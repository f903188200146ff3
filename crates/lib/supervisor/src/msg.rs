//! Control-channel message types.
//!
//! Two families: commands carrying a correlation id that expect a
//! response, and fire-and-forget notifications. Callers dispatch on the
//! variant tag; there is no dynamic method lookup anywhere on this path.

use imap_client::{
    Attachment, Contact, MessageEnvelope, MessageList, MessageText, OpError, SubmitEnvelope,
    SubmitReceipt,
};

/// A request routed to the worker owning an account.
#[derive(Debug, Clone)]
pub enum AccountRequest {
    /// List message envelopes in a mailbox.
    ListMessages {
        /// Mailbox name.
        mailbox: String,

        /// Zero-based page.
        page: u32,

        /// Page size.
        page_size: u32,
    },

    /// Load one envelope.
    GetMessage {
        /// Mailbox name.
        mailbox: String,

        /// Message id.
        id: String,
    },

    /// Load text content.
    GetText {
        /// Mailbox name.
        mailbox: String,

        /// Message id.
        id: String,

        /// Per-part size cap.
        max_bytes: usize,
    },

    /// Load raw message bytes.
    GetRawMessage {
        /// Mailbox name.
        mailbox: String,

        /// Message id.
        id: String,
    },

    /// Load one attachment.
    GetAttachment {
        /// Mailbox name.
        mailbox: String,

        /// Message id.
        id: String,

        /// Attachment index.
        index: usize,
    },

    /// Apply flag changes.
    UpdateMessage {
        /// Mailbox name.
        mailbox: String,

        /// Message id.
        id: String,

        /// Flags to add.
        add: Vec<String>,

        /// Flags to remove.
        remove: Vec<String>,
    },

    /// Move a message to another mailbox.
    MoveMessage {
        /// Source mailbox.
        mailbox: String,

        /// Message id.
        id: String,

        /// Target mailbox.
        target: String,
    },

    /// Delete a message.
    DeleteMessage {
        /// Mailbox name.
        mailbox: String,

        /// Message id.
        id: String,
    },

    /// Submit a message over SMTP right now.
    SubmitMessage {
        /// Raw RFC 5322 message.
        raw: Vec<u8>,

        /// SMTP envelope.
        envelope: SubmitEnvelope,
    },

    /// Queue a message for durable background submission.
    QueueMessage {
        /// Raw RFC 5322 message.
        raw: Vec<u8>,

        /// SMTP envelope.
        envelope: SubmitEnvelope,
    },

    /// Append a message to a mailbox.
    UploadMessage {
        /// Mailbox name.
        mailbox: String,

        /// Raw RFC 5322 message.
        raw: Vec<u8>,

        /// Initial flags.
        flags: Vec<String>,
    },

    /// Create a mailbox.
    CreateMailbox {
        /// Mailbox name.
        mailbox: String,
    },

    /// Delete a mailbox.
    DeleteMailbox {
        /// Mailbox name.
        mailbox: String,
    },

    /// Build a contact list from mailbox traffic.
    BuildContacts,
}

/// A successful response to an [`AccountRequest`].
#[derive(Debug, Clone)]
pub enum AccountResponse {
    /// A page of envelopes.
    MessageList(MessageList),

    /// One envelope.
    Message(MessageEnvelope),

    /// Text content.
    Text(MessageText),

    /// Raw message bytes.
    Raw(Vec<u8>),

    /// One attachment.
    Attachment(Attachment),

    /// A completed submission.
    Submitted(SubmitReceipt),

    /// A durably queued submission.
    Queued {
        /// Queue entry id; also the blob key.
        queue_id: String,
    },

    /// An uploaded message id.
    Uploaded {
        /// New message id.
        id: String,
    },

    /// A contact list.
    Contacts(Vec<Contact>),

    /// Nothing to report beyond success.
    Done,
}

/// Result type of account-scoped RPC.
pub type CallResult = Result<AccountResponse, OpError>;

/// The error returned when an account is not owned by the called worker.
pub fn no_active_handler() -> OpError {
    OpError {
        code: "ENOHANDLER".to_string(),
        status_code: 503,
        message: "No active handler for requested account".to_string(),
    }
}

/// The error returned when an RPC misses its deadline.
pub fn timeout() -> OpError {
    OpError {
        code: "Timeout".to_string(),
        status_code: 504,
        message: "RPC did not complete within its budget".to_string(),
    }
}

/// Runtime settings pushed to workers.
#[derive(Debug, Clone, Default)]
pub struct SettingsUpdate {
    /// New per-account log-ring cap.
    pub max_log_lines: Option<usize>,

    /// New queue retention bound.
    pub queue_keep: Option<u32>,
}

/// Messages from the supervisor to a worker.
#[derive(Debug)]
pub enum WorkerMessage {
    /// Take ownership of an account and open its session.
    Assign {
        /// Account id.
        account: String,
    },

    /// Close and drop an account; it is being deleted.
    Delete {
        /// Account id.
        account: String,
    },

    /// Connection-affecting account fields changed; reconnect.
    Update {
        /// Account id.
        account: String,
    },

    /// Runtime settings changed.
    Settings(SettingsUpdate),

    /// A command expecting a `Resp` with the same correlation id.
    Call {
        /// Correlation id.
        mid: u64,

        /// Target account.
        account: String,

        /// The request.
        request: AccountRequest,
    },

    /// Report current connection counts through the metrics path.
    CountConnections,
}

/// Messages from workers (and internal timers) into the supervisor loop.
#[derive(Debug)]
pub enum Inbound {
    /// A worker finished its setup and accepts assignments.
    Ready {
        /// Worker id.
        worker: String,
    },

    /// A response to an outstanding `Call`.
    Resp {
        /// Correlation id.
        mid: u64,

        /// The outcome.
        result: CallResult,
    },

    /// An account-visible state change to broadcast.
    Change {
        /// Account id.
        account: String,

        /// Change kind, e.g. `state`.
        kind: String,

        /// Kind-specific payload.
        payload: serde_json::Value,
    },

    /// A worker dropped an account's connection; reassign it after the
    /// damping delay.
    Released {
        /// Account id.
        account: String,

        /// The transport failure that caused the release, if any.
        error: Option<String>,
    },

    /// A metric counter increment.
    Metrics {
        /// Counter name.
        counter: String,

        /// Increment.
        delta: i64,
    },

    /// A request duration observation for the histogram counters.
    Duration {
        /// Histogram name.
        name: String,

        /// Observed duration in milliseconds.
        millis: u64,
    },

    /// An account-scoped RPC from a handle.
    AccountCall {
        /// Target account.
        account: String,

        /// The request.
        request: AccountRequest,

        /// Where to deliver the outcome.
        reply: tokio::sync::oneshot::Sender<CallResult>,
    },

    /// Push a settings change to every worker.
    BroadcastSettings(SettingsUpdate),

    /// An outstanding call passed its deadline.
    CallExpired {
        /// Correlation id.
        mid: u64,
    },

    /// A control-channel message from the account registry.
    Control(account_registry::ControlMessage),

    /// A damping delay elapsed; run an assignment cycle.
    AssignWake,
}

◆ WORK ORDER: Transcribe the listing above in full, so that every line matches exactly.

◆ OUTPUT BELOW:
repository f903188200146ff3
filename crates/lib/supervisor/src/msg.rs
//! Control-channel message types.
//!
//! Two families: commands carrying a correlation id that expect a
//! response, and fire-and-forget notifications. Callers dispatch on the
//! variant tag; there is no dynamic method lookup anywhere on this path.

use imap_client::{
    Attachment, Contact, MessageEnvelope, MessageList, MessageText, OpError, SubmitEnvelope,
    SubmitReceipt,
};

/// A request routed to the worker owning an account.
#[derive(Debug, Clone)]
pub enum AccountRequest {
    /// List message envelopes in a mailbox.
    ListMessages {
        /// Mailbox name.
        mailbox: String,

        /// Zero-based page.
        page: u32,

        /// Page size.
        page_size: u32,
    },

    /// Load one envelope.
    GetMessage {
        /// Mailbox name.
        mailbox: String,

        /// Message id.
        id: String,
    },

    /// Load text content.
    GetText {
        /// Mailbox name.
        mailbox: String,

        /// Message id.
        id: String,

        /// Per-part size cap.
        max_bytes: usize,
    },

    /// Load raw message bytes.
    GetRawMessage {
        /// Mailbox name.
        mailbox: String,

        /// Message id.
        id: String,
    },

    /// Load one attachment.
    GetAttachment {
        /// Mailbox name.
        mailbox: String,

        /// Message id.
        id: String,

        /// Attachment index.
        index: usize,
    },

    /// Apply flag changes.
    UpdateMessage {
        /// Mailbox name.
        mailbox: String,

        /// Message id.
        id: String,

        /// Flags to add.
        add: Vec<String>,

        /// Flags to remove.
        remove: Vec<String>,
    },

    /// Move a message to another mailbox.
    MoveMessage {
        /// Source mailbox.
        mailbox: String,

        /// Message id.
        id: String,

        /// Target mailbox.
        target: String,
    },

    /// Delete a message.
    DeleteMessage {
        /// Mailbox name.
        mailbox: String,

        /// Message id.
        id: String,
    },

    /// Submit a message over SMTP right now.
    SubmitMessage {
        /// Raw RFC 5322 message.
        raw: Vec<u8>,

        /// SMTP envelope.
        envelope: SubmitEnvelope,
    },

    /// Queue a message for durable background submission.
    QueueMessage {
        /// Raw RFC 5322 message.
        raw: Vec<u8>,

        /// SMTP envelope.
        envelope: SubmitEnvelope,
    },

    /// Append a message to a mailbox.
    UploadMessage {
        /// Mailbox name.
        mailbox: String,

        /// Raw RFC 5322 message.
        raw: Vec<u8>,

        /// Initial flags.
        flags: Vec<String>,
    },

    /// Create a mailbox.
    CreateMailbox {
        /// Mailbox name.
        mailbox: String,
    },

    /// Delete a mailbox.
    DeleteMailbox {
        /// Mailbox name.
        mailbox: String,
    },

    /// Build a contact list from mailbox traffic.
    BuildContacts,
}

/// A successful response to an [`AccountRequest`].
#[derive(Debug, Clone)]
pub enum AccountResponse {
    /// A page of envelopes.
    MessageList(MessageList),

    /// One envelope.
    Message(MessageEnvelope),

    /// Text content.
    Text(MessageText),

    /// Raw message bytes.
    Raw(Vec<u8>),

    /// One attachment.
    Attachment(Attachment),

    /// A completed submission.
    Submitted(SubmitReceipt),

    /// A durably queued submission.
    Queued {
        /// Queue entry id; also the blob key.
        queue_id: String,
    },

    /// An uploaded message id.
    Uploaded {
        /// New message id.
        id: String,
    },

    /// A contact list.
    Contacts(Vec<Contact>),

    /// Nothing to report beyond success.
    Done,
}

/// Result type of account-scoped RPC.
pub type CallResult = Result<AccountResponse, OpError>;

/// The error returned when an account is not owned by the called worker.
pub fn no_active_handler() -> OpError {
    OpError {
        code: "ENOHANDLER".to_string(),
        status_code: 503,
        message: "No active handler for requested account".to_string(),
    }
}

/// The error returned when an RPC misses its deadline.
pub fn timeout() -> OpError {
    OpError {
        code: "Timeout".to_string(),
        status_code: 504,
        message: "RPC did not complete within its budget".to_string(),
    }
}

/// Runtime settings pushed to workers.
#[derive(Debug, Clone, Default)]
pub struct SettingsUpdate {
    /// New per-account log-ring cap.
    pub max_log_lines: Option<usize>,

    /// New queue retention bound.
    pub queue_keep: Option<u32>,
}

/// Messages from the supervisor to a worker.
#[derive(Debug)]
pub enum WorkerMessage {
    /// Take ownership of an account and open its session.
    Assign {
        /// Account id.
        account: String,
    },

    /// Close and drop an account; it is being deleted.
    Delete {
        /// Account id.
        account: String,
    },

    /// Connection-affecting account fields changed; reconnect.
    Update {
        /// Account id.
        account: String,
    },

    /// Runtime settings changed.
    Settings(SettingsUpdate),

    /// A command expecting a `Resp` with the same correlation id.
    Call {
        /// Correlation id.
        mid: u64,

        /// Target account.
        account: String,

        /// The request.
        request: AccountRequest,
    },

    /// Report current connection counts through the metrics path.
    CountConnections,
}

/// Messages from workers (and internal timers) into the supervisor loop.
#[derive(Debug)]
pub enum Inbound {
    /// A worker finished its setup and accepts assignments.
    Ready {
        /// Worker id.
        worker: String,
    },

    /// A response to an outstanding `Call`.
    Resp {
        /// Correlation id.
        mid: u64,

        /// The outcome.
        result: CallResult,
    },

    /// An account-visible state change to broadcast.
    Change {
        /// Account id.
        account: String,

        /// Change kind, e.g. `state`.
        kind: String,

        /// Kind-specific payload.
        payload: serde_json::Value,
    },

    /// A worker dropped an account's connection; reassign it after the
    /// damping delay.
    Released {
        /// Account id.
        account: String,

        /// The transport failure that caused the release, if any.
        error: Option<String>,
    },

    /// A metric counter increment.
    Metrics {
        /// Counter name.
        counter: String,

        /// Increment.
        delta: i64,
    },

    /// A request duration observation for the histogram counters.
    Duration {
        /// Histogram name.
        name: String,

        /// Observed duration in milliseconds.
        millis: u64,
    },

    /// An account-scoped RPC from a handle.
    AccountCall {
        /// Target account.
        account: String,

        /// The request.
        request: AccountRequest,

        /// Where to deliver the outcome.
        reply: tokio::sync::oneshot::Sender<CallResult>,
    },

    /// Push a settings change to every worker.
    BroadcastSettings(SettingsUpdate),

    /// An outstanding call passed its deadline.
    CallExpired {
        /// Correlation id.
        mid: u64,
    },

    /// A control-channel message from the account registry.
    Control(account_registry::ControlMessage),

    /// A damping delay elapsed; run an assignment cycle.
    AssignWake,
}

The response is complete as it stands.